La population de l'Estrie, d'une partie de la Montérégie et du Centre-du-Québec bénéficie de services spécialisés et ultraspécialisés offerts au Centre hospitalier universitaire de Sherbrooke (CHUS).

La qualité de vie des patients s'améliore considérablement grâce aux chercheurs qui s'affairent à développer et/ou à améliorer de nouveaux traitements et de nouveaux appareils à la fine pointe de la technologie. 
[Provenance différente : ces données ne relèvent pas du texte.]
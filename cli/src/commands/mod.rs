use marktree::config::Config;
use marktree::error::Result;

pub struct AppContext<'a> {
    pub config: &'a Config,
}

pub mod convert;

pub trait MarktreeCommand {
    fn execute(&self, ctx: &AppContext) -> Result<()>;
}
Nos spécialistes et nos chercheurs se distinguent au niveau local, régional et international dans les secteurs de pointe suivants :

 

 

Le scalpel gamma : les lésions du cerveau opérées sans opération

Certains patients qui ont des lésions cérébrales peuvent être traités par le sclapel gamma. Ce bistouri, d’une extrême précision et indolore, permet de détruire les tumeurs cérébrales et les anomalies des vaisseaux sanguins profondément logées dans le cerveau. Le traitement se fait à l’aide de rayons gamma (un type de radiation), sans avoir recours à la chirurgie conventionnelle du cerveau. Excellente alternative à la chirurgie et à la radiothérapie, le scalpel gamma ne nécessite qu’un seul traitement.  Premier appareil du genre au Québec et deuxième au Canada, le scalpel gamma est utilisé au CHUS depuis le 17 août 2004.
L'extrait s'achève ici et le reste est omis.